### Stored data

//! Application bootstrap tests: fixture loading, dictionary caches and stack settings.

use pretty_assertions::assert_eq;
use std::path::{Path, PathBuf};
use tracestack_lib::core::{ConfigBuilder, TraceStackError};
use tracestack_lib::Application;

const FIXTURE: &str = r#"{
    "applications": ["gateway", "orders"],
    "serviceNames": ["1_/checkout", "2_OrderDao.insert"],
    "segments": [
        {
            "globalTraceIds": ["trace-1"],
            "segment": {
                "traceSegmentId": {"idParts": [1, 1, 1]},
                "applicationId": 1,
                "spans": [
                    {"spanId": 0, "parentSpanId": -1, "startTime": 1000, "endTime": 1200, "operationNameId": 1},
                    {"spanId": 1, "parentSpanId": 0, "startTime": 1010, "endTime": 1150, "operationName": "orders-rpc"}
                ]
            }
        },
        {
            "globalTraceIds": ["trace-1"],
            "segment": {
                "traceSegmentId": {"idParts": [2, 1, 1]},
                "applicationId": 2,
                "refs": [{"parentTraceSegmentId": {"idParts": [1, 1, 1]}, "parentSpanId": 1}],
                "spans": [
                    {"spanId": 0, "parentSpanId": -1, "startTime": 1020, "endTime": 1140, "operationName": "/orders"},
                    {"spanId": 1, "parentSpanId": 0, "startTime": 1030, "endTime": 1030, "operationNameId": 2}
                ]
            }
        }
    ]
}"#;

fn write_fixture(dir: &Path) -> PathBuf {
    let path = dir.join("segments.json");
    std::fs::write(&path, FIXTURE).unwrap();
    path
}

#[tokio::test]
async fn test_bootstrap_loads_fixture() {
    let dir = tempfile::tempdir().unwrap();
    let config = ConfigBuilder::new()
        .fixture(write_fixture(dir.path()))
        .instance_id(5)
        .build()
        .unwrap();

    let app = Application::bootstrap(config).await.unwrap();

    assert_eq!(app.store().segment_count(), 2);
    assert_eq!(app.store().trace_count(), 1);
    assert_eq!(app.applications().code("orders"), Some(2));
    assert_eq!(app.service_names().len(), 2);

    let spans = app.stack().load("trace-1").await;
    let keys: Vec<&str> = spans.iter().map(|s| s.segment_span_id.as_str()).collect();
    assert_eq!(keys, vec!["1.1.1S0", "1.1.1S1", "2.1.1S0", "2.1.1S1"]);

    assert_eq!(spans[0].operation_name, "/checkout");
    assert_eq!(spans[0].application_code, "gateway");
    assert_eq!(spans[1].operation_name, "orders-rpc");
    assert_eq!(spans[3].operation_name, "OrderDao.insert");
    assert_eq!(spans[3].application_code, "orders");
    assert_eq!(spans[3].start_time, 30);

    // Cached lookups answer repeat loads the same way.
    assert_eq!(app.stack().load("trace-1").await, spans);
}

#[tokio::test]
async fn test_bootstrap_applies_max_depth() {
    let dir = tempfile::tempdir().unwrap();
    let config = ConfigBuilder::new()
        .fixture(write_fixture(dir.path()))
        .max_depth(2)
        .build()
        .unwrap();

    let app = Application::bootstrap(config).await.unwrap();
    let spans = app.stack().load("trace-1").await;

    let keys: Vec<&str> = spans.iter().map(|s| s.segment_span_id.as_str()).collect();
    assert_eq!(keys, vec!["1.1.1S0", "1.1.1S1", "2.1.1S0"]);
}

#[tokio::test]
async fn test_bootstrap_identifier_generator_follows_config() {
    let registered = Application::bootstrap(ConfigBuilder::new().instance_id(5).build().unwrap())
        .await
        .unwrap();
    assert_eq!(registered.ids().generate().unwrap().owner_id, 5);

    let unregistered = Application::bootstrap(ConfigBuilder::new().build().unwrap())
        .await
        .unwrap();
    assert!(matches!(unregistered.ids().generate(), Err(TraceStackError::NotReady)));
    assert_eq!(unregistered.store().segment_count(), 0);
}

#[tokio::test]
async fn test_bootstrap_fails_on_missing_fixture() {
    let dir = tempfile::tempdir().unwrap();
    let config = ConfigBuilder::new()
        .fixture(dir.path().join("missing.json"))
        .build()
        .unwrap();

    assert!(Application::bootstrap(config).await.is_err());
}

### WHAT THE TASK ASKS
Show me every line of the entries above that holds "insert".

### WRITTEN RESPONSE
    "serviceNames": ["1_/checkout", "2_OrderDao.insert"],
    assert_eq!(spans[3].operation_name, "OrderDao.insert");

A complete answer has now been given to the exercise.